[Collected data entries]

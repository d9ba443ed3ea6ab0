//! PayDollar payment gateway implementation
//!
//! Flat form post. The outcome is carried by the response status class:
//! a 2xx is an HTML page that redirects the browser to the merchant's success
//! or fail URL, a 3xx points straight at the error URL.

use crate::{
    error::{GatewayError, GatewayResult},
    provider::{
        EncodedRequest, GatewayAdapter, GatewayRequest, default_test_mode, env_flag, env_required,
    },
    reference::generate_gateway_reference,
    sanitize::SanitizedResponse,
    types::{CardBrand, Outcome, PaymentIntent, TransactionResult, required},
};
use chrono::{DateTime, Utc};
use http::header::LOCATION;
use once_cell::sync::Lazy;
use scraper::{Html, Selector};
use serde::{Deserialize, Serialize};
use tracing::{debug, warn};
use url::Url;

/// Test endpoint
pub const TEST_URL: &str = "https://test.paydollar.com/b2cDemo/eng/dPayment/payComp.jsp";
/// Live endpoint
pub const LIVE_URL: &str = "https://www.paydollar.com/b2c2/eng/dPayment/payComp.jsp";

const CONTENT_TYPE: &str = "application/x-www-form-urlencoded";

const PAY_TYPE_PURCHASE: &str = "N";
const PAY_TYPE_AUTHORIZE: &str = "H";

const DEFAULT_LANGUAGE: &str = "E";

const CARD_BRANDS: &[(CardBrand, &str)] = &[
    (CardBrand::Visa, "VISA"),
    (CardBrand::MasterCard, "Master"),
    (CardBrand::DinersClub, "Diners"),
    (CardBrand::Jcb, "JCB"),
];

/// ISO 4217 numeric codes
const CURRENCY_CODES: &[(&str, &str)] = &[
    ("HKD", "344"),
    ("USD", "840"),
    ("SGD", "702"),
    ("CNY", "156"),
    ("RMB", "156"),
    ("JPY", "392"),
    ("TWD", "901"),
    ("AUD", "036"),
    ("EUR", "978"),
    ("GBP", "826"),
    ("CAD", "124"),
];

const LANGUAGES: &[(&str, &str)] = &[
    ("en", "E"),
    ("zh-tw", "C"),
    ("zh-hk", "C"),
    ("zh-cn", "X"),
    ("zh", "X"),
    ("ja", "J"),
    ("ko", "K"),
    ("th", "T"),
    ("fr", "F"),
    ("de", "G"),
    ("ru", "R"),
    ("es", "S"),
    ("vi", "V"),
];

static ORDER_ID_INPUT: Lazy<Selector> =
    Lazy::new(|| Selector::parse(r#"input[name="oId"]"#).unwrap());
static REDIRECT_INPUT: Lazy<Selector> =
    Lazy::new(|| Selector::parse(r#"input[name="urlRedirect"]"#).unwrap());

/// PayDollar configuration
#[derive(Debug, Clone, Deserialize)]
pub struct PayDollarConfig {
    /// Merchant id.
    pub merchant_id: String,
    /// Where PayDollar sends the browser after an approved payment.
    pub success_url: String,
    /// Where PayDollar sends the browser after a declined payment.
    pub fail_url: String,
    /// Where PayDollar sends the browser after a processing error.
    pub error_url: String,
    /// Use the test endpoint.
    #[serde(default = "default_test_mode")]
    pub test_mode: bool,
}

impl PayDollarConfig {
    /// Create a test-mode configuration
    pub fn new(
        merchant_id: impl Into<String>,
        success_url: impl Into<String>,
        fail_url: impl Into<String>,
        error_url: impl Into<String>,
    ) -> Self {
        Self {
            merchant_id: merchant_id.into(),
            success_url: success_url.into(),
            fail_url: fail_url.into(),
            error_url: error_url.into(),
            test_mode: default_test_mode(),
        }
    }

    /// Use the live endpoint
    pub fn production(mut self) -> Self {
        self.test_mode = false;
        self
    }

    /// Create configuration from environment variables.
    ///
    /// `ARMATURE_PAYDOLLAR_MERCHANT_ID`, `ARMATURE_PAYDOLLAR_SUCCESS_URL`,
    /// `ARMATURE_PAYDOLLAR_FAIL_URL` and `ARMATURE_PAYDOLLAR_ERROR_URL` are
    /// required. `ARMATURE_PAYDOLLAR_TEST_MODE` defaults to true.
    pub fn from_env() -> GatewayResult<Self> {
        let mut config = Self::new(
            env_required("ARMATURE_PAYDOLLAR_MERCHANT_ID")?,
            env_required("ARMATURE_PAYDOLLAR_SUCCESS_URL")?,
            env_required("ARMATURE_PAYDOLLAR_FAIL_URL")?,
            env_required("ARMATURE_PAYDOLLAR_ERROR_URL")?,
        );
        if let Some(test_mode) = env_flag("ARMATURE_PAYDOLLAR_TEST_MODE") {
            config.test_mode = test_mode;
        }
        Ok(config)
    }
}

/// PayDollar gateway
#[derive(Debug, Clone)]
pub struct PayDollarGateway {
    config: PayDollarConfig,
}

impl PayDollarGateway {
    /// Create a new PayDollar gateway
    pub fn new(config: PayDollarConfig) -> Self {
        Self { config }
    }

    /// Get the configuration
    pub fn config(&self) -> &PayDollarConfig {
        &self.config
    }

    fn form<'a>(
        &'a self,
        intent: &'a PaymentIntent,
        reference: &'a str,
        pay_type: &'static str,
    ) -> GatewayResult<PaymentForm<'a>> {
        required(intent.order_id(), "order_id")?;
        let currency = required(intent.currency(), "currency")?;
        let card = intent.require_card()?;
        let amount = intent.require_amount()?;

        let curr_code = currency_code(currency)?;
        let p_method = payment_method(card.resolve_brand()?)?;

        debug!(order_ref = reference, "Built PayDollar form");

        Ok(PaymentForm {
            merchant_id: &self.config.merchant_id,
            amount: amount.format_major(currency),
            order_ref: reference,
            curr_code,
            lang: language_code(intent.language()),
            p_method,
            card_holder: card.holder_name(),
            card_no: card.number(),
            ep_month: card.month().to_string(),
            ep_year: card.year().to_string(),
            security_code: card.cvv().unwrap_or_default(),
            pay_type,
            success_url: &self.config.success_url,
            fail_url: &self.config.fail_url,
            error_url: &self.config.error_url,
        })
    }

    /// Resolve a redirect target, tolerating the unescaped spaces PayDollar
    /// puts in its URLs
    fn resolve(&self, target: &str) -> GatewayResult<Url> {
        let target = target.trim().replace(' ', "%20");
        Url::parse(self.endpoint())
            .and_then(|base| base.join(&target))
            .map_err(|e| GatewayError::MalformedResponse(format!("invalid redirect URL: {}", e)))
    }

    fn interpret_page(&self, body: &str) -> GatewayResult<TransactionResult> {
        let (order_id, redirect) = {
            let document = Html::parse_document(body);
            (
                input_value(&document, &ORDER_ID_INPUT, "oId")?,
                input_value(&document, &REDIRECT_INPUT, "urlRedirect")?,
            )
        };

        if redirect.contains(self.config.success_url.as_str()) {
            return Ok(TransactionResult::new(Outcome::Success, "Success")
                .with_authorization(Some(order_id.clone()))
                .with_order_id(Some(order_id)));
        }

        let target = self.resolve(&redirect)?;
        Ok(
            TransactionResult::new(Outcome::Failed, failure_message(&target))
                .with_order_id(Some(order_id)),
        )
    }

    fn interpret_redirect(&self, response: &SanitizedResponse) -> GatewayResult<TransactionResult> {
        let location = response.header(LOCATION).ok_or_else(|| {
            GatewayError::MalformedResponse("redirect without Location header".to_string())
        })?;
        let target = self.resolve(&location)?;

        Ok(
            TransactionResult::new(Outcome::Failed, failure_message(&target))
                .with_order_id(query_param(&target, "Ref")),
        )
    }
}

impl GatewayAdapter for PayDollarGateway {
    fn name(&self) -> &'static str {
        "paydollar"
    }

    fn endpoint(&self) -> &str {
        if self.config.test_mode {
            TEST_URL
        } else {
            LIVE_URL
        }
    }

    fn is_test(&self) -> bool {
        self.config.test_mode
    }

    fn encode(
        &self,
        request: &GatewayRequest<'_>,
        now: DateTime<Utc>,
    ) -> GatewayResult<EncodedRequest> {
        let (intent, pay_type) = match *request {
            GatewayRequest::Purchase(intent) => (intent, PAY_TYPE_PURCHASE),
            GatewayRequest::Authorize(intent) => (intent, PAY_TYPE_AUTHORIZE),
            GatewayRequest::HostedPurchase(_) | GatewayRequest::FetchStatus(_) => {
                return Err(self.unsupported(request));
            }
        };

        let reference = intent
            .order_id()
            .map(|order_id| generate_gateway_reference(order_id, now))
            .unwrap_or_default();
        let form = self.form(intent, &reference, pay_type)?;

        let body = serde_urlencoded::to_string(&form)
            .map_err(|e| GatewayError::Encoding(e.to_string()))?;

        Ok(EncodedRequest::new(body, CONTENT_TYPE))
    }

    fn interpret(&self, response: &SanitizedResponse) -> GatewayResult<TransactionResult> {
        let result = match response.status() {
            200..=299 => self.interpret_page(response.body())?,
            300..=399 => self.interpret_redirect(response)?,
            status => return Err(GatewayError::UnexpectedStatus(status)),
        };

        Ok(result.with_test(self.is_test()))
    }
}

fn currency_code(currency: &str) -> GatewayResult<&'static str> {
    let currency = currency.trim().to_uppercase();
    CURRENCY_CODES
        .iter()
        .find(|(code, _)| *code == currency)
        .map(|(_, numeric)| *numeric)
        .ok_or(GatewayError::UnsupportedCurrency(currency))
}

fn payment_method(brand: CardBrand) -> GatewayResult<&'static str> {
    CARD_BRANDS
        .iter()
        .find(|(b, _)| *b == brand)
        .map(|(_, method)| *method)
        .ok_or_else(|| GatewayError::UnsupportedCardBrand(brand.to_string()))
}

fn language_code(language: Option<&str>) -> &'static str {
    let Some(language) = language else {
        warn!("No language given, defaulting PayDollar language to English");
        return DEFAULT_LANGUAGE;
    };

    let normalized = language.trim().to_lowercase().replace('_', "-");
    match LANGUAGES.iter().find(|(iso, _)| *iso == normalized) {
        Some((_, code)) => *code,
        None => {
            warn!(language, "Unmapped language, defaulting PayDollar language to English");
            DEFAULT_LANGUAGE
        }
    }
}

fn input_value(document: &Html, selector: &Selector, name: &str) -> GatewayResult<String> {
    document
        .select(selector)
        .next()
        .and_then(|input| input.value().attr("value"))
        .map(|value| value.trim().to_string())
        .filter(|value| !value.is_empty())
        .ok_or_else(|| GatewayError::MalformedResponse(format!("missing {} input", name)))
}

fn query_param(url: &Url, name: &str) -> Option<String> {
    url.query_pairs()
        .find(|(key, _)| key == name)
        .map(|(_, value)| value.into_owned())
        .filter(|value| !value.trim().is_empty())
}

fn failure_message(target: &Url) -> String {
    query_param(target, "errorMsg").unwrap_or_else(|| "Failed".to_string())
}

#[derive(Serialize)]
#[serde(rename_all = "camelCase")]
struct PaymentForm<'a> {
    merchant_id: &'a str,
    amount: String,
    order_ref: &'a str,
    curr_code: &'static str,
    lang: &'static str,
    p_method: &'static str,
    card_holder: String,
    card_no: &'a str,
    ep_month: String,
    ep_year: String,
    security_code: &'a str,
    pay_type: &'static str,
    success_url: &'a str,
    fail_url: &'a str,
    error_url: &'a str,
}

--

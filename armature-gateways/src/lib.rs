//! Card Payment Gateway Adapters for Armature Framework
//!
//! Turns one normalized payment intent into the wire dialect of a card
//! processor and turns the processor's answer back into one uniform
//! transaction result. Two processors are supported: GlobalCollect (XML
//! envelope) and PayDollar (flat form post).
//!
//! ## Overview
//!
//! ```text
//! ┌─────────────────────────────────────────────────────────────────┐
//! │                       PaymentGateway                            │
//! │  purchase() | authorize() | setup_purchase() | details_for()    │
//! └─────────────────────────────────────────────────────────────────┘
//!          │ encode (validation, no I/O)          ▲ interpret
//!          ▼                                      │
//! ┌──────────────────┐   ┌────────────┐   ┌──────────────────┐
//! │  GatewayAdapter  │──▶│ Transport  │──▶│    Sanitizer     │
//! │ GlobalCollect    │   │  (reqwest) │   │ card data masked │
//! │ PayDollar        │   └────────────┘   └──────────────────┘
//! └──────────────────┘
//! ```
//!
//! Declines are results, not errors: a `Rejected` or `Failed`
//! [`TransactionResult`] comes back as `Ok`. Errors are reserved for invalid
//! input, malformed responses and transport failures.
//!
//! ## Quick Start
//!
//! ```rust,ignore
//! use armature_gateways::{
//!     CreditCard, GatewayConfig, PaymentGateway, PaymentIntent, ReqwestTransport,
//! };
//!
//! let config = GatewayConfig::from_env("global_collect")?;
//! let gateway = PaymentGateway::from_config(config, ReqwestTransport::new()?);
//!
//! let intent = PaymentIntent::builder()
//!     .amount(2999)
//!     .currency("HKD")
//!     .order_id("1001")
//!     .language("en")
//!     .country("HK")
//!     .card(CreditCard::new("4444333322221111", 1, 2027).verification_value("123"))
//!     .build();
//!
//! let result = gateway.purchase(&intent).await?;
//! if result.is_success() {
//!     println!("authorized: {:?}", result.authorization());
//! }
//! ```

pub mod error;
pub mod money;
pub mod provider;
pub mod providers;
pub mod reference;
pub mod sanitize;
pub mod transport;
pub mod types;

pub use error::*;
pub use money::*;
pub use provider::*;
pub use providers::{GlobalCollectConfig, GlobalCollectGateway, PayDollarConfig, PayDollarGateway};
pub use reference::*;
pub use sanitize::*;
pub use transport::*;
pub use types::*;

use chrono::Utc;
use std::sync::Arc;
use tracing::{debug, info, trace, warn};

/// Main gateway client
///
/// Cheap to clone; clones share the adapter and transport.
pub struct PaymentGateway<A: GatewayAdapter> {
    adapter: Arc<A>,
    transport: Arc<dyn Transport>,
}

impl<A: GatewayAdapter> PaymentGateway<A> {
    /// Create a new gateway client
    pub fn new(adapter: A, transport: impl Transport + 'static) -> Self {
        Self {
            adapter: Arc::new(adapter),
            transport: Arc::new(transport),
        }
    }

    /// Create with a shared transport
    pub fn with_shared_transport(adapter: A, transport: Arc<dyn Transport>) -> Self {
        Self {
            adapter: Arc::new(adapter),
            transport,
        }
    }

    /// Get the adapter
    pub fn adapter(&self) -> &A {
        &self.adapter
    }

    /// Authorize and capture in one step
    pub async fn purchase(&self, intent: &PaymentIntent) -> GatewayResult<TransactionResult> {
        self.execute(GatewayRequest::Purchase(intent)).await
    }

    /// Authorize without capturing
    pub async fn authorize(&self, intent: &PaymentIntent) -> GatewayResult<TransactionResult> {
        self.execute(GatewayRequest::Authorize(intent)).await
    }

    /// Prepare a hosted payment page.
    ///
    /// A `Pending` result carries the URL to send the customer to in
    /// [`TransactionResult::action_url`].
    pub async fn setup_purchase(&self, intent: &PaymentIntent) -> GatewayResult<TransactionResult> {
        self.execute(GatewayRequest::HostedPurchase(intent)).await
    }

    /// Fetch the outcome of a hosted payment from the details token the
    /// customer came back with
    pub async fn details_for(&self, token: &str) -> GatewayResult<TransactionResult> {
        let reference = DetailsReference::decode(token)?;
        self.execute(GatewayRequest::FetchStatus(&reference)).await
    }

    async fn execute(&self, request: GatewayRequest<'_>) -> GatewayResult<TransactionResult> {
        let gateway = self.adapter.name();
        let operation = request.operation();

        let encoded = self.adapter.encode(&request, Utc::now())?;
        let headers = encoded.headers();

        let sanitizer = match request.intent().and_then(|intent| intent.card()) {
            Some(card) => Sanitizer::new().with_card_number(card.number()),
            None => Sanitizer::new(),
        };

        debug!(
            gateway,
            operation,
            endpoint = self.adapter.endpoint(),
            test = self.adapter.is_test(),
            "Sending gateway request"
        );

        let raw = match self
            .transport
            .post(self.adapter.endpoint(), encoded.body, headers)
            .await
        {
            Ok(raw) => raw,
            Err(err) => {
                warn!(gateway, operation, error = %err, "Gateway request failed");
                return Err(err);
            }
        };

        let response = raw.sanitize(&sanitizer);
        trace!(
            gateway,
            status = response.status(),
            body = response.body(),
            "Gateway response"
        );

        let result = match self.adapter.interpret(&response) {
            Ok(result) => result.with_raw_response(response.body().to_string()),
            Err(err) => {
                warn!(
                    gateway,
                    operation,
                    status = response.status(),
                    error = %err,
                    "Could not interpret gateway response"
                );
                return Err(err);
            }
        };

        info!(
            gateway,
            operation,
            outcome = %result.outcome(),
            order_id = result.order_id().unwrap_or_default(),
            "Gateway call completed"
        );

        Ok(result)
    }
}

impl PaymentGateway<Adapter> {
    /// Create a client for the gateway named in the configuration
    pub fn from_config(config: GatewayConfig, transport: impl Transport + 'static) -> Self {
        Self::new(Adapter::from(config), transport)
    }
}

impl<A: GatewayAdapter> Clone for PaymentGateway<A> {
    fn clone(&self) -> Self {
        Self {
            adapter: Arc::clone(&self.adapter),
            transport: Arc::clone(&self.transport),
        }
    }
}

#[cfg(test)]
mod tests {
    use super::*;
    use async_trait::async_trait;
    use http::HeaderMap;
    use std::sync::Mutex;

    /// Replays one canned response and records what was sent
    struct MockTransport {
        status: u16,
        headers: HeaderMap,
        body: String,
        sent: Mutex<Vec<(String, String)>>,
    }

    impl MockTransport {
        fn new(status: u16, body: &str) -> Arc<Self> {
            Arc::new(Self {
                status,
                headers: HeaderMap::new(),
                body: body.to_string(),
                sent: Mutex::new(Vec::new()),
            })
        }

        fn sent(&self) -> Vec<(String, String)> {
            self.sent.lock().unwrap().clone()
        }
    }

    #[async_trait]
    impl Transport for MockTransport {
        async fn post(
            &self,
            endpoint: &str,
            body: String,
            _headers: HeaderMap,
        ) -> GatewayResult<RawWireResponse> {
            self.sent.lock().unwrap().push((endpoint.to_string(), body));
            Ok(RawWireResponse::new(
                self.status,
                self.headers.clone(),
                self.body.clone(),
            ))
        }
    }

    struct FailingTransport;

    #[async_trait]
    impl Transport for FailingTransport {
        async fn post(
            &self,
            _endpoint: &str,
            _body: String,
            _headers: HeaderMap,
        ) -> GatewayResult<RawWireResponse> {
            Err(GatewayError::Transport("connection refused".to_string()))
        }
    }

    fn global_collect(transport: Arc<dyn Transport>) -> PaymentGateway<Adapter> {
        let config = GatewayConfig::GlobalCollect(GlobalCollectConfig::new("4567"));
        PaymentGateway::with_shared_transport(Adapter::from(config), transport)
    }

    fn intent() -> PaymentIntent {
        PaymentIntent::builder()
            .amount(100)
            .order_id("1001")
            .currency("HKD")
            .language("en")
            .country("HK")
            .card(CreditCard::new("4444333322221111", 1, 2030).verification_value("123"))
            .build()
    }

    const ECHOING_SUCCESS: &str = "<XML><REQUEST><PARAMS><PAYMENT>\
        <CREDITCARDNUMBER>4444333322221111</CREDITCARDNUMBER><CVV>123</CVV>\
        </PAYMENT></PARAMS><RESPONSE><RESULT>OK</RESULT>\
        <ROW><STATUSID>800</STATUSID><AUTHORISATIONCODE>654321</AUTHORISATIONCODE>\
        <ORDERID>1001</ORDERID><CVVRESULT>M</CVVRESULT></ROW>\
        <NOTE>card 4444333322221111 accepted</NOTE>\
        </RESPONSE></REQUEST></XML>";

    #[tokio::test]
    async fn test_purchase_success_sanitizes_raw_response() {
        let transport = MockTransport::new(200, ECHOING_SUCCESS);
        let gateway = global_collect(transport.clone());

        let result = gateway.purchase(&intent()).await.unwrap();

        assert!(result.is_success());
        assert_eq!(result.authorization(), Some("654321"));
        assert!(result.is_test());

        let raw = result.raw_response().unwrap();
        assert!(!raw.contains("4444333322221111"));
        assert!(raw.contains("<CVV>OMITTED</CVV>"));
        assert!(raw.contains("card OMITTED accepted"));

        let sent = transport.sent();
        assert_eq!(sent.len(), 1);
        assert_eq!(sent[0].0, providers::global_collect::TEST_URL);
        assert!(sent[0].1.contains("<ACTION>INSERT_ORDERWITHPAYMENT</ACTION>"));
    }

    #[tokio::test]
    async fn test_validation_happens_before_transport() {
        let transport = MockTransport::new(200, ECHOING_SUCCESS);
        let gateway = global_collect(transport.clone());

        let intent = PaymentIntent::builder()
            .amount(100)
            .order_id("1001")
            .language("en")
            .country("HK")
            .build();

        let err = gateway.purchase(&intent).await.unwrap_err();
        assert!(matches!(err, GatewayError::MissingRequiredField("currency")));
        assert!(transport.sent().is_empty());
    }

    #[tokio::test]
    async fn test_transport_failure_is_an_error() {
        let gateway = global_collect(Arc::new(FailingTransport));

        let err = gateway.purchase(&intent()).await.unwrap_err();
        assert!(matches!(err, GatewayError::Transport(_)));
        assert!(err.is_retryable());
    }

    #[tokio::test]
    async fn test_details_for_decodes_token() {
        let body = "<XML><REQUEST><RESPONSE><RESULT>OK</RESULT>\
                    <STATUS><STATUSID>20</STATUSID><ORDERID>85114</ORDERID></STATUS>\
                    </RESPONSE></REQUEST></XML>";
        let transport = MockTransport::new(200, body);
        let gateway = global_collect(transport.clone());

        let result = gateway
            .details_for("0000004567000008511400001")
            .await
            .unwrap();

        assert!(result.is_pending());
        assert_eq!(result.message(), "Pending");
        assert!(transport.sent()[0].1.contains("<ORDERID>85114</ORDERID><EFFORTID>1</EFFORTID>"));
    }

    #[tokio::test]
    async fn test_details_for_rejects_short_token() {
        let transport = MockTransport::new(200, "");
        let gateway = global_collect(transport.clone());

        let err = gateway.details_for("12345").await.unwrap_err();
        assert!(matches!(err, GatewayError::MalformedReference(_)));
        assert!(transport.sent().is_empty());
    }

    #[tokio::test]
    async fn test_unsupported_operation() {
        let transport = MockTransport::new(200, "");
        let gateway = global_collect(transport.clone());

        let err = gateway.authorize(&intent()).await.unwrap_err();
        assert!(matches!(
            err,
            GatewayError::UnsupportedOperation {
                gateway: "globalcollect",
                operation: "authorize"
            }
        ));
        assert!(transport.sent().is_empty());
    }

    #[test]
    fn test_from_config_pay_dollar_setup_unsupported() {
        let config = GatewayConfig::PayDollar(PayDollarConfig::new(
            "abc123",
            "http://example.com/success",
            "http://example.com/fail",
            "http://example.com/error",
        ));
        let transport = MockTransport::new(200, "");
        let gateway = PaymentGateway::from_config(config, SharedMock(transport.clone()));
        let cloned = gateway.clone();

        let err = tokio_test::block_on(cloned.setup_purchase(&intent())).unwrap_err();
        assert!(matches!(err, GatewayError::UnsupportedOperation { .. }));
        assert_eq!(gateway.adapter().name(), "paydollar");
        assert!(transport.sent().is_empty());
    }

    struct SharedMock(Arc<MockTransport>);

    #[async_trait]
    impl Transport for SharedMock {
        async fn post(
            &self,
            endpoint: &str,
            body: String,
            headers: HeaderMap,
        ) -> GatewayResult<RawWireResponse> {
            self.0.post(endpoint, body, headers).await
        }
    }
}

◆ **What the exercise asks**: Among these entries, how many lines include the string "PARAMS"? Reply with the number by itself.

◆ **Task response**: 2